Covalent inhibitors are one of many conventional covalent drugs and have garnered wide attention for their breakthrough advancements in overcoming drug resistance and improving selectivity. Among the component species for covalent inhibitors, peptide moieties have been broadly utilized to develop covalent inhibitors through serving as ligands to delivery vehicles, due to their advantages of large binding interfaces, reliable associating affinity, and excellent biocompatibility. Incorporating peptide ligands with electrophilic warheads with controllable reactivity leads to covalent inhibitors targeting specific proteins and mitigating off-target concern. However, inherent limitations such as poor membrane permeability and insufficient in vivo stability have constrained their clinical translation, necessitating the development of advanced delivery systems. Concurrently, self-assembly of peptides into nanostructures driven by noncovalent interactions gives rise to potential platforms to deliver covalent inhibitors and release them at targeting pathological sites, thus allowing for precise control of covalent inhibition. In this review, we systematically summarize recent progress in covalent inhibitors containing peptide ligands or delivered by peptide assemblies.

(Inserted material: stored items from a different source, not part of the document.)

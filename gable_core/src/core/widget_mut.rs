// Copyright 2026 the Gable Authors
// SPDX-License-Identifier: Apache-2.0

use kurbo::{Point, Size};
use tracing::warn;

use crate::core::{
    FromDynWidget, MutateCtx, PropertyError, PropertyKind, PropertyValue, Update, Widget,
    WidgetId, WidgetRef, WidgetState,
};
use crate::file;
use crate::util::{names_match, sanitize_opacity};

/// Properties shared by every widget, handled by the library itself.
pub const BASE_PROPERTIES: &[(&str, PropertyKind)] = &[
    ("Position", PropertyKind::Vector),
    ("Size", PropertyKind::Vector),
    ("Visible", PropertyKind::Bool),
    ("Enabled", PropertyKind::Bool),
    ("Opacity", PropertyKind::Number),
    ("TextSize", PropertyKind::Number),
];

/// Textual value of a base property, or `None` if `name` isn't one.
pub(crate) fn base_property(state: &WidgetState, global_text_size: f64, name: &str) -> Option<String> {
    let value = match name.to_ascii_lowercase().as_str() {
        "position" => file::format_pair(state.position.x, state.position.y),
        "size" => file::format_pair(state.size.width, state.size.height),
        "visible" => file::format_bool(state.visible),
        "enabled" => file::format_bool(state.enabled),
        "opacity" => file::format_number(f64::from(state.opacity)),
        "textsize" => file::format_number(state.text_size.unwrap_or(global_text_size)),
        _ => return None,
    };
    Some(value)
}

/// A rich mutable reference to a [`Widget`].
///
/// Widgets can't be mutated directly. All mutations go through a `WidgetMut`
/// wrapper, which lets the library notify the widget of changes to its generic
/// state and fix up focus and hover status afterwards.
///
/// You get a `WidgetMut` from [`Gui::edit_widget`](crate::app::Gui::edit_widget).
#[non_exhaustive]
pub struct WidgetMut<'a, W: Widget + ?Sized> {
    /// The widget we're mutating.
    pub widget: &'a mut W,
    /// A context handle that points to the widget state and other relevant data.
    pub ctx: MutateCtx<'a>,
}

impl<W: Widget + ?Sized> WidgetMut<'_, W> {
    /// Get a `WidgetMut` for the same underlying widget with a shorter lifetime.
    pub fn reborrow_mut(&mut self) -> WidgetMut<'_, W> {
        let widget = &mut self.widget;
        WidgetMut {
            widget,
            ctx: self.ctx.reborrow_mut(),
        }
    }

    /// The widget's id.
    pub fn id(&self) -> WidgetId {
        self.ctx.widget_id()
    }

    fn send_update(&mut self, update: Update) {
        self.widget.update(&mut self.ctx.update_ctx(), &update);
    }

    // --- MARK: BASE STATE

    /// Set the position of the widget, relative to its parent.
    pub fn set_position(&mut self, position: Point) {
        self.ctx.widget_state.position = position;
    }

    /// Set the size of the widget.
    ///
    /// Widgets which size themselves (e.g. labels) stop doing so once a size is set here.
    pub fn set_size(&mut self, size: Size) {
        if !(size.width >= 0.0 && size.height >= 0.0) {
            warn!("Ignoring invalid size {size:?} for widget {}", self.id());
            return;
        }
        self.ctx.widget_state.size = size;
        self.send_update(Update::SizeChanged(size));
    }

    /// Show or hide the widget.
    ///
    /// A hidden widget loses focus and hover status once the mutation ends.
    pub fn set_visible(&mut self, visible: bool) {
        if self.ctx.widget_state.visible == visible {
            return;
        }
        self.ctx.widget_state.visible = visible;
        self.send_update(Update::VisibleChanged(visible));
    }

    /// Enable or disable the widget.
    ///
    /// A disabled widget loses focus and hover status once the mutation ends.
    pub fn set_enabled(&mut self, enabled: bool) {
        if self.ctx.widget_state.enabled == enabled {
            return;
        }
        self.ctx.widget_state.enabled = enabled;
        self.send_update(Update::DisabledChanged(!enabled));
    }

    /// Set the opacity of the widget. The value is clamped to `0.0..=1.0`.
    pub fn set_opacity(&mut self, opacity: f32) {
        self.ctx.widget_state.opacity = sanitize_opacity(opacity);
    }

    /// Set the text size of this widget, overriding the one set on the `Gui`.
    pub fn set_text_size(&mut self, text_size: f64) {
        if !(text_size.is_finite() && text_size > 0.0) {
            warn!("Ignoring invalid text size {text_size} for widget {}", self.id());
            return;
        }
        self.ctx.widget_state.text_size = Some(text_size);
        self.send_update(Update::TextSizeChanged(text_size));
    }

    // --- MARK: RENDERER

    /// Set a renderer property on this widget, overriding the theme.
    ///
    /// Returns the previous override, if any. This also calls
    /// [`Widget::property_changed`].
    pub fn set_renderer_property(
        &mut self,
        name: &str,
        value: impl Into<PropertyValue>,
    ) -> Option<PropertyValue> {
        let previous = self.ctx.renderer.insert(name, value);
        self.widget.property_changed(&mut self.ctx.update_ctx(), name);
        previous
    }

    /// Parse and set a renderer property from its textual form.
    ///
    /// Textures are loaded through the `Gui`'s texture cache.
    pub fn set_renderer_property_text(&mut self, name: &str, text: &str) -> Result<(), PropertyError> {
        let global = &mut *self.ctx.global_state;
        let value = PropertyValue::parse(name, text, &mut global.textures, &global.resource_path)?;
        self.set_renderer_property(name, value);
        Ok(())
    }

    /// Remove a renderer property override. The theme default applies again.
    pub fn remove_renderer_property(&mut self, name: &str) -> Option<PropertyValue> {
        let previous = self.ctx.renderer.remove(name)?;
        self.widget.property_changed(&mut self.ctx.update_ctx(), name);
        Some(previous)
    }

    // --- MARK: STRING PROPERTIES

    /// Set a property from its textual representation.
    ///
    /// Base properties (see [`BASE_PROPERTIES`]) are handled here, others are
    /// forwarded to [`Widget::set_property`].
    pub fn set_property(&mut self, name: &str, value: &str) -> Result<(), PropertyError> {
        if names_match(name, "Position") {
            let position = file::parse_point(value)?;
            self.set_position(position);
        } else if names_match(name, "Size") {
            let size = file::parse_size(value)?;
            self.set_size(size);
        } else if names_match(name, "Visible") {
            let visible = file::parse_bool(value)?;
            self.set_visible(visible);
        } else if names_match(name, "Enabled") {
            let enabled = file::parse_bool(value)?;
            self.set_enabled(enabled);
        } else if names_match(name, "Opacity") {
            let opacity = file::parse_number(value)?;
            #[allow(clippy::cast_possible_truncation, reason = "Opacity is clamped to 0..=1")]
            self.set_opacity(opacity as f32);
        } else if names_match(name, "TextSize") {
            let text_size = file::parse_number(value)?;
            if text_size <= 0.0 {
                return Err(PropertyError::invalid("positive number", value));
            }
            self.set_text_size(text_size);
        } else if !self
            .widget
            .set_property(&mut self.ctx.update_ctx(), name, value)?
        {
            return Err(PropertyError::Unknown(name.to_string()));
        }
        Ok(())
    }

    /// Get the textual representation of a property, base or widget-specific.
    pub fn get_property(&self, name: &str) -> Option<String> {
        let ctx = self.ctx.query_ctx();
        base_property(ctx.widget_state, ctx.global_state.text_size, name)
            .or_else(|| self.widget.get_property(&ctx, name))
    }

    // --- MARK: DOWNCAST

    /// Attempt to downcast to `WidgetMut` of concrete Widget type.
    pub fn try_downcast<W2: Widget + FromDynWidget + ?Sized>(
        &mut self,
    ) -> Option<WidgetMut<'_, W2>> {
        Some(WidgetMut {
            ctx: self.ctx.reborrow_mut(),
            widget: W2::from_dyn_mut(self.widget.as_mut_dyn())?,
        })
    }

    /// Downcasts to `WidgetMut` of concrete Widget type.
    ///
    /// ## Panics
    ///
    /// Panics if the downcast fails, with an error message that shows the
    /// discrepancy between the expected and actual types.
    pub fn downcast<W2: Widget + FromDynWidget + ?Sized>(&mut self) -> WidgetMut<'_, W2> {
        let w1_name = self.widget.type_name();
        match W2::from_dyn_mut(self.widget.as_mut_dyn()) {
            Some(widget) => WidgetMut {
                widget,
                ctx: self.ctx.reborrow_mut(),
            },
            None => {
                panic!(
                    "failed to downcast widget: expected widget of type `{}`, found `{}`",
                    std::any::type_name::<W2>(),
                    w1_name,
                );
            }
        }
    }
}

impl<W: Widget + ?Sized> WidgetRef<'_, W> {
    /// Get the textual representation of a property, base or widget-specific.
    pub fn get_property(&self, name: &str) -> Option<String> {
        base_property(
            self.ctx.widget_state,
            self.ctx.global_state.text_size,
            name,
        )
        .or_else(|| self.widget.get_property(&self.ctx, name))
    }
}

Starting with the structure and activity mechanism of targeted covalent inhibitors, we introduce the design strategies for conventional peptide covalent inhibitors and their applications in disease-related targets. Following a brief discussion of the advance in controllable reactive electrophilic warheads, we highlight the delivery systems and the role of supramolecular assemblies in inducing proximity between noncovalent ligands and warheads. Eventually, we discuss the current challenges in clinical transformation and future development of covalent inhibitors, providing perspective for the development of the next generation of covalent drugs.

Keywords: covalent drugs; disease therapy; drug delivery; peptides; stimuli-responsiveness.